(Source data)
....................

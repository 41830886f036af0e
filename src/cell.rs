use {
    static_assertions::assert_not_impl_any,
    std::{
        cell::UnsafeCell,
        ops::{Deref, DerefMut},
        sync::atomic::{
            AtomicUsize,
            Ordering::{Acquire, Relaxed, Release},
        },
    },
};


/// Ledger value marking an exclusive borrow.
const EXCLUSIVE: usize = usize::MAX;

/// Storage for a protected value: the value itself plus a borrow ledger.
///
/// The lock state machines guarantee that at most one thread can reach the
/// value exclusively, and that shared access excludes exclusive access across
/// threads. The one situation they deliberately allow to overlap is the
/// writer-reads rule: the thread holding an exclusive grant may also hold
/// shared grants on the same container. The ledger turns that overlap into a
/// checked borrow: every access goes through a short-lived [`ValueRead`] or
/// [`ValueWrite`] guard, and conflicting guards are refused at runtime instead
/// of aliasing the value.
pub(crate) struct ValueCell<T: ?Sized> {
    borrows: AtomicUsize,
    value: UnsafeCell<T>,
}

assert_not_impl_any!(ValueCell<u8>: Sync);

impl<T> ValueCell<T> {
    #[inline]
    pub(crate) const fn new(value: T) -> Self {
        Self {
            borrows: AtomicUsize::new(0),
            value: UnsafeCell::new(value),
        }
    }

    #[inline]
    pub(crate) fn into_inner(self) -> T {
        debug_assert_eq!(self.borrows.load(Relaxed), 0);
        self.value.into_inner()
    }
}

impl<T: ?Sized> ValueCell<T> {
    #[inline]
    pub(crate) fn get_mut(&mut self) -> &mut T {
        debug_assert_eq!(*self.borrows.get_mut(), 0);
        self.value.get_mut()
    }

    /// Takes a shared entry in the ledger.
    pub(crate) fn try_borrow_shared(&self) -> Option<ValueRead<'_, T>> {
        let mut current = self.borrows.load(Relaxed);
        loop {
            if current == EXCLUSIVE {
                return None;
            }
            assert_ne!(current, EXCLUSIVE - 1, "shared borrow count overflow");
            match self
                .borrows
                .compare_exchange_weak(current, current + 1, Acquire, Relaxed)
            {
                Ok(_) => return Some(ValueRead { cell: self }),
                Err(seen) => current = seen,
            }
        }
    }

    pub(crate) fn borrow_shared(&self) -> ValueRead<'_, T> {
        match self.try_borrow_shared() {
            Some(read) => read,
            None => panic!("value is being written through another proxy"),
        }
    }

    /// Takes the exclusive entry in the ledger.
    pub(crate) fn try_borrow_exclusive(&self) -> Option<ValueWrite<'_, T>> {
        self.borrows
            .compare_exchange(0, EXCLUSIVE, Acquire, Relaxed)
            .is_ok()
            .then(|| ValueWrite { cell: self })
    }

    pub(crate) fn borrow_exclusive(&self) -> ValueWrite<'_, T> {
        match self.try_borrow_exclusive() {
            Some(write) => write,
            None => panic!("value is already borrowed through another proxy"),
        }
    }
}

/// Shared access to a protected value, checked in and out of the container's
/// borrow ledger.
///
/// Created by the `read` methods of the proxy handles. The guard must be
/// dropped before any exclusive access to the same container can succeed.
pub struct ValueRead<'a, T: ?Sized> {
    cell: &'a ValueCell<T>,
}

/// Exclusive access to a protected value, checked in and out of the
/// container's borrow ledger.
///
/// Created by the `write` methods of write proxies. While the guard lives,
/// every other access to the same container's value is refused.
pub struct ValueWrite<'a, T: ?Sized> {
    cell: &'a ValueCell<T>,
}

impl<T: ?Sized> Deref for ValueRead<'_, T> {
    type Target = T;

    #[inline]
    fn deref(&self) -> &T {
        // SAFETY: - This guard holds a shared ledger entry, so no ValueWrite
        //           exists for the cell and none can be created while the
        //           entry is held.
        //         - Therefore no exclusive reference to the value is alive.
        unsafe { &*self.cell.value.get() }
    }
}

impl<T: ?Sized> Drop for ValueRead<'_, T> {
    #[inline]
    fn drop(&mut self) {
        let previous = self.cell.borrows.fetch_sub(1, Release);
        debug_assert!(previous != 0 && previous != EXCLUSIVE);
    }
}

impl<T: ?Sized> Deref for ValueWrite<'_, T> {
    type Target = T;

    #[inline]
    fn deref(&self) -> &T {
        // SAFETY: - This guard holds the exclusive ledger entry, so no other
        //           guard for the cell is alive.
        unsafe { &*self.cell.value.get() }
    }
}

impl<T: ?Sized> DerefMut for ValueWrite<'_, T> {
    #[inline]
    fn deref_mut(&mut self) -> &mut T {
        // SAFETY: - This guard holds the exclusive ledger entry, so no other
        //           guard for the cell is alive.
        //         - The mutable borrow of the guard ensures that no reference
        //           previously returned by deref is alive either.
        unsafe { &mut *self.cell.value.get() }
    }
}

impl<T: ?Sized> Drop for ValueWrite<'_, T> {
    #[inline]
    fn drop(&mut self) {
        let previous = self.cell.borrows.swap(0, Release);
        debug_assert_eq!(previous, EXCLUSIVE);
    }
}
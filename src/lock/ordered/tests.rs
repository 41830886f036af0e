use {
    super::Ordered,
    crate::{
        auth::{Authorization, MultiReadOneWrite, OrderedPolicy},
        lock::{ExclusiveOnly, Mode, RawLock, SharedExclusive, SharedOnly, Untracked},
    },
};

fn ordered_auth() -> Authorization {
    Authorization::new(OrderedPolicy::<MultiReadOneWrite>::default())
}

#[test]
fn reports_its_order() {
    assert_eq!(Ordered::new(SharedExclusive::new(), 7).order(), 7);
    assert_eq!(Ordered::new(ExclusiveOnly::new(), 1).order(), 1);
    assert_eq!(Ordered::new(SharedOnly::new(), 2).order(), 2);
    assert_eq!(Ordered::new(Untracked::new(), 3).order(), 3);
    assert_eq!(SharedExclusive::new().order(), 0);
}

#[test]
fn refuses_untracked_callers() {
    let lock = Ordered::new(SharedExclusive::new(), 1);
    assert_eq!(lock.acquire(None, Mode::Read, true, false), None);
    assert_eq!(lock.release(None, Mode::Read, false), None);
}

#[test]
fn refuses_unordered_policies() {
    let lock = Ordered::new(SharedExclusive::new(), 1);
    let auth = Authorization::new(MultiReadOneWrite::default());
    assert_eq!(lock.acquire(Some(&auth), Mode::Read, true, false), None);
    assert_eq!(auth.reading_count(), 0);
}

#[test]
fn ascending_acquisitions_hold_together() {
    let first = Ordered::new(SharedExclusive::new(), 1);
    let second = Ordered::new(SharedExclusive::new(), 2);
    let auth = ordered_auth();
    assert_eq!(first.acquire(Some(&auth), Mode::Write, true, false), Some(0));
    assert_eq!(second.acquire(Some(&auth), Mode::Write, true, false), Some(0));
    assert_eq!(auth.writing_count(), 2);
    assert_eq!(second.release(Some(&auth), Mode::Write, false), Some(0));
    assert_eq!(first.release(Some(&auth), Mode::Write, false), Some(0));
}

#[test]
fn descending_contended_acquisition_is_refused() {
    let low = Ordered::new(SharedExclusive::new(), 1);
    let high = Ordered::new(SharedExclusive::new(), 2);
    let auth = ordered_auth();
    assert_eq!(low.acquire(Some(&auth), Mode::Write, true, false), Some(0));
    std::thread::scope(|scope| {
        scope.spawn(|| {
            let other = ordered_auth();
            assert_eq!(high.acquire(Some(&other), Mode::Write, true, false), Some(0));
            // Descending and busy: back to the inner rules, which refuse.
            assert_eq!(low.acquire(Some(&other), Mode::Write, true, false), None);
            assert_eq!(high.release(Some(&other), Mode::Write, false), Some(0));
        });
    });
    assert_eq!(low.release(Some(&auth), Mode::Write, false), Some(0));
}

#[test]
fn descending_idle_acquisition_is_granted() {
    let low = Ordered::new(SharedExclusive::new(), 1);
    let high = Ordered::new(SharedExclusive::new(), 2);
    let auth = ordered_auth();
    assert_eq!(high.acquire(Some(&auth), Mode::Write, true, false), Some(0));
    // Out of order, but the lower lock is idle, so no cycle can form.
    assert_eq!(low.acquire(Some(&auth), Mode::Write, true, false), Some(0));
    assert_eq!(low.release(Some(&auth), Mode::Write, false), Some(0));
    assert_eq!(high.release(Some(&auth), Mode::Write, false), Some(0));
}

#[test]
fn order_zero_behaves_as_the_inner_lock() {
    let lock = Ordered::new(SharedExclusive::new(), 0);
    assert_eq!(lock.order(), 0);
    let auth = ordered_auth();
    assert_eq!(lock.acquire(Some(&auth), Mode::Read, true, false), Some(1));
    assert_eq!(auth.reading_count(), 1);
    assert_eq!(lock.release(Some(&auth), Mode::Read, false), Some(0));
}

....................

## Exercise requirements:
Among the lines above, return those that hold the word "checked".

## Response to this exercise:
/// checked borrow: every access goes through a short-lived [`ValueRead`] or
/// Shared access to a protected value, checked in and out of the container's
/// Exclusive access to a protected value, checked in and out of the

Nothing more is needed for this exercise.